Пятый, или транспортный, сектор являлся в первую очередь огромным автохозяйством с водителями, механиками и мастерскими, занимавшимися уходом за машинами, включая их ремонт. Кроме того, одно из входивших в его состав подразделений ведало иными, помимо автомобилей, средствами передвижения, в основном железнодорожным транспортом. Всякий раз, когда Сталин и другие иерархи совершали поездки по железной дороге, указанное подразделение в тесном взаимодействии с железнодорожной охраной следило за тем, чтобы в пути не было никаких неожиданностей.

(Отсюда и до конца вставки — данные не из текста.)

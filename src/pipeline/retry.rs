//! Retry with exponential backoff
//!
//! Attempt `n` (1-based) that fails waits `base_delay * 2^(n-1)` before the
//! next attempt. The last failure is returned as-is.

use std::fmt::Display;
use std::time::Duration;
use tracing::warn;

#[derive(Debug, Clone, Copy, PartialEq, Eq)]
pub struct RetryPolicy {
    /// Total attempts, including the first
    pub retries: u32,
    pub base_delay: Duration,
}

impl Default for RetryPolicy {
    fn default() -> Self {
        Self {
            retries: 3,
            base_delay: Duration::from_secs(1),
        }
    }
}

impl RetryPolicy {
    pub fn new(retries: u32, base_delay: Duration) -> Self {
        Self {
            retries,
            base_delay,
        }
    }

    /// At least one attempt is always made
    pub fn max_attempts(&self) -> u32 {
        self.retries.max(1)
    }

    /// Delay after the given failed attempt (1-based)
    pub fn delay_after(&self, attempt: u32) -> Duration {
        let factor = 2u32.saturating_pow(attempt.saturating_sub(1));
        self.base_delay.saturating_mul(factor)
    }
}

/// Run `op` until it succeeds or the policy's attempts are used up.
///
/// `op` is called afresh on every attempt, so whatever it reads is read
/// again each time.
pub fn retry_with_backoff<T, E, F>(policy: &RetryPolicy, label: &str, mut op: F) -> Result<T, E>
where
    E: Display,
    F: FnMut() -> Result<T, E>,
{
    let max_attempts = policy.max_attempts();
    let mut attempt = 0;
    loop {
        attempt += 1;
        match op() {
            Ok(value) => return Ok(value),
            Err(e) if attempt >= max_attempts => {
                warn!("{}: attempt {}/{} failed, giving up: {}", label, attempt, max_attempts, e);
                return Err(e);
            }
            Err(e) => {
                let delay = policy.delay_after(attempt);
                warn!(
                    "{}: attempt {}/{} failed, retrying in {:?}: {}",
                    label, attempt, max_attempts, delay, e
                );
                std::thread::sleep(delay);
            }
        }
    }
}

#[cfg(test)]
mod tests {
    use super::*;
    use std::time::Instant;

    fn fast(retries: u32) -> RetryPolicy {
        RetryPolicy::new(retries, Duration::from_millis(20))
    }

    #[test]
    fn test_delays_double() {
        let policy = RetryPolicy::default();
        assert_eq!(policy.delay_after(1), Duration::from_secs(1));
        assert_eq!(policy.delay_after(2), Duration::from_secs(2));
        assert_eq!(policy.delay_after(3), Duration::from_secs(4));
    }

    #[test]
    fn test_succeeds_after_two_failures() {
        let mut calls = 0;
        let result: Result<&str, String> = retry_with_backoff(&fast(3), "test", || {
            calls += 1;
            if calls < 3 {
                Err(format!("failure {calls}"))
            } else {
                Ok("done")
            }
        });
        assert_eq!(result, Ok("done"));
        assert_eq!(calls, 3);
    }

    #[test]
    fn test_always_failing_returns_last_error() {
        let policy = fast(3);
        let mut calls = 0;
        let started = Instant::now();
        let result: Result<(), String> = retry_with_backoff(&policy, "test", || {
            calls += 1;
            Err(format!("failure {calls}"))
        });
        let elapsed = started.elapsed();

        assert_eq!(result, Err("failure 3".to_string()));
        assert_eq!(calls, 3);
        // 20ms + 40ms
        assert!(elapsed >= policy.base_delay * 3);
    }

    #[test]
    fn test_first_success_does_not_sleep() {
        let policy = RetryPolicy::new(3, Duration::from_secs(10));
        let started = Instant::now();
        let result: Result<u8, String> = retry_with_backoff(&policy, "test", || Ok(7));
        assert_eq!(result, Ok(7));
        assert!(started.elapsed() < Duration::from_secs(1));
    }

    #[test]
    fn test_zero_retries_means_one_attempt() {
        let mut calls = 0;
        let result: Result<(), &str> = retry_with_backoff(&fast(0), "test", || {
            calls += 1;
            Err("nope")
        });
        assert!(result.is_err());
        assert_eq!(calls, 1);
    }
}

Хотя в распоряжении Сталина имелось целых три поезда, «младший» иерарх мог рассчитывать только на то, что ему, да и то в лучшем случае, выделят лишь отдельный вагон. Сектор имел также дело и с авиатранспортом, но, поскольку у Сталина было резко отрицательное отношение к самолетам, воздушные машины редко когда предоставлялись и «младшим» иерархам, разве что только при возникновении чрезвычайных ситуаций да для зарубежных поездок. Точно также сектор почти никогда не имел дела с внутренними водными путями, но не из-за каких-то рескриптов, запрещавших пользоваться ими, а исключительно потому, что речные суда передвигались довольно медленно, в то время, как правило, вдоль водных артерий были проложены железнодорожные линии, позволявшие совершать поездки со значительно меньшими потерями времени. Когда же иерархи пользовались все же пароходами для отдыха или инспекционных поездок, сектор прибегал к помощи охраны водных путей. Больше всего проблем возникало у сектора из-за того, что он вынужден был предоставлять в личное пользование находившиеся в его ведении машины юным отпрыскам иерархов, уже достигшим водительского возраста и решившим на этом основании усесться за руль. Молодые люди не только портили автомобили, мчась подолгу на бешеной скорости, но нередко и разбивали их вдрызг. Когда же случалось такое, искореженную машину доставляли в мастерскую и тут же обменивали ее на новый автомобиль. Наиболее преуспели в приведении в негодность выделявшихся сектором машин сыновья Микояна.